The magic behind this IntelliSense experience is the bicep-types-dsc generator. This performs a transformation:

1. It discovers all registered resources using dsc resource list.
2. For each resource, it retrieves the JSON schema definition running dsc resource schema.
3. It maps JSON schema types to Bicep's type system.
4. It packages these types into a Bicep extension type (.tgz file).

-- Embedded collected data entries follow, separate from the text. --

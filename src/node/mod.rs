//! Node - Universal syntax tree element
//!
//! Every language is mapped into the same tree shape:
//! - `type`: what the node is (`Function`, `If`, `Identifier`)
//! - `token`: source text for leaf and value nodes
//! - `roles`: semantic tags (`Declaration`, `Exported`)
//! - `props`: language-specific metadata
//!
//! Children are owned exclusively by their parent, so a `Node` is always a
//! strict tree. Deep trees are safe: traversal, cloning, comparison and drop
//! all use explicit stacks instead of recursion.

pub mod pool;
pub mod serialize;
pub mod stable_id;
pub mod traverse;

pub use pool::NodePool;
pub use traverse::{PostOrder, PreOrder};

use serde::{Deserialize, Serialize};
use std::collections::BTreeMap;
use std::fmt;

/// Well-known node types shared by all language mappings.
pub mod types {
    pub const FILE: &str = "File";
    pub const FUNCTION: &str = "Function";
    pub const FUNCTION_DECL: &str = "FunctionDecl";
    pub const METHOD: &str = "Method";
    pub const CLASS: &str = "Class";
    pub const INTERFACE: &str = "Interface";
    pub const STRUCT: &str = "Struct";
    pub const ENUM: &str = "Enum";
    pub const VARIABLE: &str = "Variable";
    pub const PARAMETER: &str = "Parameter";
    pub const BLOCK: &str = "Block";
    pub const IF: &str = "If";
    pub const LOOP: &str = "Loop";
    pub const SWITCH: &str = "Switch";
    pub const CASE: &str = "Case";
    pub const RETURN: &str = "Return";
    pub const BREAK: &str = "Break";
    pub const CONTINUE: &str = "Continue";
    pub const ASSIGNMENT: &str = "Assignment";
    pub const CALL: &str = "Call";
    pub const IDENTIFIER: &str = "Identifier";
    pub const LITERAL: &str = "Literal";
    pub const BINARY_OP: &str = "BinaryOp";
    pub const UNARY_OP: &str = "UnaryOp";
    pub const IMPORT: &str = "Import";
    pub const PACKAGE: &str = "Package";
    pub const COMMENT: &str = "Comment";
    pub const DOC_STRING: &str = "DocString";
    pub const FIELD: &str = "Field";
    pub const LAMBDA: &str = "Lambda";
    pub const TRY: &str = "Try";
    pub const CATCH: &str = "Catch";
    pub const THROW: &str = "Throw";
    pub const MODULE: &str = "Module";
    pub const MATCH: &str = "Match";
    pub const SYNTHETIC: &str = "Synthetic";
}

/// Well-known roles shared by all language mappings.
pub mod roles {
    pub const FUNCTION: &str = "Function";
    pub const DECLARATION: &str = "Declaration";
    pub const NAME: &str = "Name";
    pub const REFERENCE: &str = "Reference";
    pub const ASSIGNMENT: &str = "Assignment";
    pub const CALL: &str = "Call";
    pub const PARAMETER: &str = "Parameter";
    pub const ARGUMENT: &str = "Argument";
    pub const CONDITION: &str = "Condition";
    pub const BODY: &str = "Body";
    pub const EXPORTED: &str = "Exported";
    pub const PUBLIC: &str = "Public";
    pub const PRIVATE: &str = "Private";
    pub const STATIC: &str = "Static";
    pub const CONSTANT: &str = "Constant";
    pub const LITERAL: &str = "Literal";
    pub const VARIABLE: &str = "Variable";
    pub const LOOP: &str = "Loop";
    pub const BRANCH: &str = "Branch";
    pub const IMPORT: &str = "Import";
    pub const DOC: &str = "Doc";
    pub const COMMENT: &str = "Comment";
    pub const TYPE: &str = "Type";
    pub const CLASS: &str = "Class";
    pub const MEMBER: &str = "Member";
    pub const RETURN: &str = "Return";
}

/// Source span of a node.
///
/// Lines and columns are 1-based, offsets are byte offsets.
#[derive(Debug, Clone, Copy, Default, PartialEq, Eq, Hash, Serialize, Deserialize)]
#[serde(default)]
pub struct Positions {
    pub start_line: u32,
    pub start_col: u32,
    pub start_offset: u32,
    pub end_line: u32,
    pub end_col: u32,
    pub end_offset: u32,
}

impl Positions {
    /// Create a span from start and end (line, column, offset) triples
    pub fn new(start: (u32, u32, u32), end: (u32, u32, u32)) -> Self {
        Self {
            start_line: start.0,
            start_col: start.1,
            start_offset: start.2,
            end_line: end.0,
            end_col: end.1,
            end_offset: end.2,
        }
    }
}

/// Identity handle for a node inside a tree.
///
/// Two keys are equal only when they were taken from the same node instance,
/// never because two nodes look alike. A key stays valid while the tree
/// holding the node is not structurally mutated; it is never dereferenced.
#[derive(Debug, Clone, Copy, PartialEq, Eq, Hash)]
pub struct NodeKey(usize);

/// A universal syntax tree node.
#[derive(Default, Serialize, Deserialize)]
pub struct Node {
    /// Stable content-derived identifier (empty until assigned)
    #[serde(default, skip_serializing_if = "String::is_empty")]
    pub id: String,
    /// Node type (e.g. `Function`, `Identifier`)
    #[serde(rename = "type", default)]
    pub node_type: String,
    /// Source text for leaf/value nodes
    #[serde(default, skip_serializing_if = "String::is_empty")]
    pub token: String,
    /// Language-specific properties
    #[serde(default, skip_serializing_if = "BTreeMap::is_empty")]
    pub props: BTreeMap<String, String>,
    /// Semantic roles; membership matters, order is kept for stable output
    #[serde(default, skip_serializing_if = "Vec::is_empty")]
    pub roles: Vec<String>,
    /// Source position, written as all zeros when absent
    #[serde(
        default,
        serialize_with = "serialize::positions_or_zero",
        deserialize_with = "serialize::zero_as_none"
    )]
    pub pos: Option<Positions>,
    /// Ordered, exclusively owned children
    #[serde(default, skip_serializing_if = "Vec::is_empty")]
    pub children: Vec<Node>,
}

impl Node {
    /// Create a structural node of the given type
    pub fn new(node_type: impl Into<String>) -> Self {
        let mut node = Self::default();
        node.node_type = node_type.into();
        node
    }

    /// Create a node with a type and a token
    pub fn with_token(node_type: impl Into<String>, token: impl Into<String>) -> Self {
        let mut node = Self::new(node_type);
        node.token = token.into();
        node
    }

    /// Create a `Literal` value node
    pub fn literal(token: impl Into<String>) -> Self {
        Self::with_token(types::LITERAL, token)
    }

    /// Start building a node
    pub fn builder() -> NodeBuilder {
        NodeBuilder::default()
    }

    /// Identity handle of this node
    pub fn key(&self) -> NodeKey {
        NodeKey(self as *const Node as usize)
    }

    /// Check whether this node is the instance behind `key`
    pub fn is(&self, key: NodeKey) -> bool {
        self.key() == key
    }

    /// Check whether this is a `Literal` value node
    pub fn is_literal(&self) -> bool {
        self.node_type == types::LITERAL
    }

    pub fn id(&self) -> &str {
        &self.id
    }

    pub fn node_type(&self) -> &str {
        &self.node_type
    }

    pub fn token(&self) -> &str {
        &self.token
    }

    pub fn roles(&self) -> &[String] {
        &self.roles
    }

    pub fn props(&self) -> &BTreeMap<String, String> {
        &self.props
    }

    pub fn pos(&self) -> Option<&Positions> {
        self.pos.as_ref()
    }

    pub fn children(&self) -> &[Node] {
        &self.children
    }

    /// Look up a property
    pub fn prop(&self, key: &str) -> Option<&str> {
        self.props.get(key).map(String::as_str)
    }

    // ========== Role & Type Checks ==========

    /// Check if the node carries the given role
    pub fn has_role(&self, role: &str) -> bool {
        self.roles.iter().any(|r| r == role)
    }

    /// Check if the node carries at least one of the given roles
    pub fn has_any_role(&self, roles: &[&str]) -> bool {
        roles.iter().any(|role| self.has_role(role))
    }

    /// Check if the node carries every one of the given roles.
    ///
    /// A node without roles never matches, even for an empty request.
    pub fn has_all_roles(&self, roles: &[&str]) -> bool {
        !self.roles.is_empty() && roles.iter().all(|role| self.has_role(role))
    }

    /// Check if the node type is one of the given types
    pub fn has_any_type(&self, node_types: &[&str]) -> bool {
        node_types.iter().any(|t| self.node_type == *t)
    }

    // ========== Child Mutation ==========

    /// Append a child
    pub fn add_child(&mut self, child: Node) {
        self.children.push(child);
    }

    /// Detach the child identified by `key`.
    ///
    /// Returns the removed child, or `None` when no direct child matched.
    pub fn remove_child(&mut self, key: NodeKey) -> Option<Node> {
        let index = self.child_index(key)?;
        Some(self.children.remove(index))
    }

    /// Swap the child identified by `key` for `replacement`.
    ///
    /// Returns the detached child, or `None` (dropping `replacement`) when
    /// no direct child matched.
    pub fn replace_child(&mut self, key: NodeKey, replacement: Node) -> Option<Node> {
        let index = self.child_index(key)?;
        Some(std::mem::replace(&mut self.children[index], replacement))
    }

    fn child_index(&self, key: NodeKey) -> Option<usize> {
        self.children.iter().position(|c| c.is(key))
    }

    /// Copy every field except children, which are supplied by the caller
    pub(crate) fn copy_with_children(&self, children: Vec<Node>) -> Node {
        Node {
            id: self.id.clone(),
            node_type: self.node_type.clone(),
            token: self.token.clone(),
            props: self.props.clone(),
            roles: self.roles.clone(),
            pos: self.pos,
            children,
        }
    }

    /// Clear all fields, keeping allocated capacity for reuse
    pub(crate) fn reset(&mut self) {
        self.id.clear();
        self.node_type.clear();
        self.token.clear();
        self.props.clear();
        self.roles.clear();
        self.pos = None;
        self.children.clear();
    }

    fn same_content(&self, other: &Node) -> bool {
        self.id == other.id
            && self.node_type == other.node_type
            && self.token == other.token
            && self.props == other.props
            && self.roles == other.roles
            && self.pos == other.pos
            && self.children.len() == other.children.len()
    }
}

impl Clone for Node {
    fn clone(&self) -> Self {
        self.transform(|node| node)
    }
}

impl PartialEq for Node {
    fn eq(&self, other: &Self) -> bool {
        let mut pending = vec![(self, other)];
        while let Some((a, b)) = pending.pop() {
            if !a.same_content(b) {
                return false;
            }
            pending.extend(a.children.iter().zip(b.children.iter()));
        }
        true
    }
}

impl Eq for Node {}

impl Drop for Node {
    fn drop(&mut self) {
        // Flatten the subtree so dropping a 10k-deep chain never recurses
        let mut pending = std::mem::take(&mut self.children);
        while let Some(mut child) = pending.pop() {
            pending.append(&mut child.children);
        }
    }
}

/// Flat pre-order listing; each entry carries its depth instead of nesting.
impl fmt::Debug for Node {
    fn fmt(&self, f: &mut fmt::Formatter<'_>) -> fmt::Result {
        let mut list = f.debug_list();
        let mut stack = vec![(self, 0usize)];
        while let Some((node, depth)) = stack.pop() {
            list.entry(&DebugEntry { node, depth });
            stack.extend(node.children.iter().rev().map(|child| (child, depth + 1)));
        }
        list.finish()
    }
}

struct DebugEntry<'a> {
    node: &'a Node,
    depth: usize,
}

impl fmt::Debug for DebugEntry<'_> {
    fn fmt(&self, f: &mut fmt::Formatter<'_>) -> fmt::Result {
        let node = self.node;
        f.debug_struct("Node")
            .field("depth", &self.depth)
            .field("id", &node.id)
            .field("node_type", &node.node_type)
            .field("token", &node.token)
            .field("props", &node.props)
            .field("roles", &node.roles)
            .field("pos", &node.pos)
            .field("children", &node.children.len())
            .finish()
    }
}

impl fmt::Display for Node {
    fn fmt(&self, f: &mut fmt::Formatter<'_>) -> fmt::Result {
        write!(f, "Node{{Type:{}", self.node_type)?;
        if !self.token.is_empty() {
            write!(f, ",Token:{}", self.token)?;
        }
        if !self.roles.is_empty() {
            write!(f, ",Roles:[{}]", self.roles.join(" "))?;
        }
        if !self.props.is_empty() {
            let props: Vec<String> = self.props.iter().map(|(k, v)| format!("{}:{}", k, v)).collect();
            write!(f, ",Props:{{{}}}", props.join(" "))?;
        }
        if !self.children.is_empty() {
            write!(f, ",Children:{}", self.children.len())?;
        }
        write!(f, "}}")
    }
}

/// Fluent builder for [`Node`]
#[derive(Debug, Default)]
pub struct NodeBuilder {
    node: Node,
}

impl NodeBuilder {
    /// Start from a recycled node instead of a fresh allocation
    pub fn from_pool(pool: &NodePool) -> Self {
        Self { node: pool.acquire() }
    }

    pub fn id(mut self, id: impl Into<String>) -> Self {
        self.node.id = id.into();
        self
    }

    pub fn node_type(mut self, node_type: impl Into<String>) -> Self {
        self.node.node_type = node_type.into();
        self
    }

    pub fn token(mut self, token: impl Into<String>) -> Self {
        self.node.token = token.into();
        self
    }

    /// Add a single role
    pub fn role(mut self, role: impl Into<String>) -> Self {
        self.node.roles.push(role.into());
        self
    }

    /// Add several roles
    pub fn roles<I, S>(mut self, roles: I) -> Self
    where
        I: IntoIterator<Item = S>,
        S: Into<String>,
    {
        self.node.roles.extend(roles.into_iter().map(Into::into));
        self
    }

    pub fn pos(mut self, pos: Positions) -> Self {
        self.node.pos = Some(pos);
        self
    }

    /// Set a single property
    pub fn prop(mut self, key: impl Into<String>, value: impl Into<String>) -> Self {
        self.node.props.insert(key.into(), value.into());
        self
    }

    pub fn props(mut self, props: BTreeMap<String, String>) -> Self {
        self.node.props = props;
        self
    }

    /// Append a child
    pub fn child(mut self, child: Node) -> Self {
        self.node.children.push(child);
        self
    }

    /// Append several children
    pub fn children(mut self, children: impl IntoIterator<Item = Node>) -> Self {
        self.node.children.extend(children);
        self
    }

    pub fn build(self) -> Node {
        self.node
    }
}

Once generated, the extension is referenced in your bicepconfig.json file. Any Bicep file with the extension dsc and targetScope = 'desiredStateConfiguration' keyword defined, gains the IntelliSense for all registered DSC resources.

Current limitations

The bicep-types-dsc is gaining traction, but it's experimental. The current limitations are:

• Not all JSON schemas map cleanly to Bicep types.
• Adapters are not supported.
• Bicep's DSC support requires experimental feature flags (don't use it in production).
• The generated Bicep files don't yet compile to the final DSC configuration documents format (you've to transform the outputted JSON file from bicep build).

However, as Bicep's extensibility matures, so does DSC integration improve. We can already see its first-class authoring experience in VS Code and the reusability of Bicep's function.

Conclusion

The bicep-types-dsc project illustrates how worlds collide together. It bridges the gap of IntelliSense. By leveraging Bicep's type system and extensibility, you can restore the authoring experience developers expect while benefiting from new capabilities through ARM functions that were never available in PowerShell DSC>

For teams adopting Microsoft DSC and already working with Azure resources, this approach offers a compelling path forward: maintain the cross-platform benefits of Microsoft DSC while writing your configuration documents in Bicep with IntelliSense-driven configuration authoring.

Whether this becomes an official Microsoft solution or remains an experiment, it highlights an important principle: developer experience matters.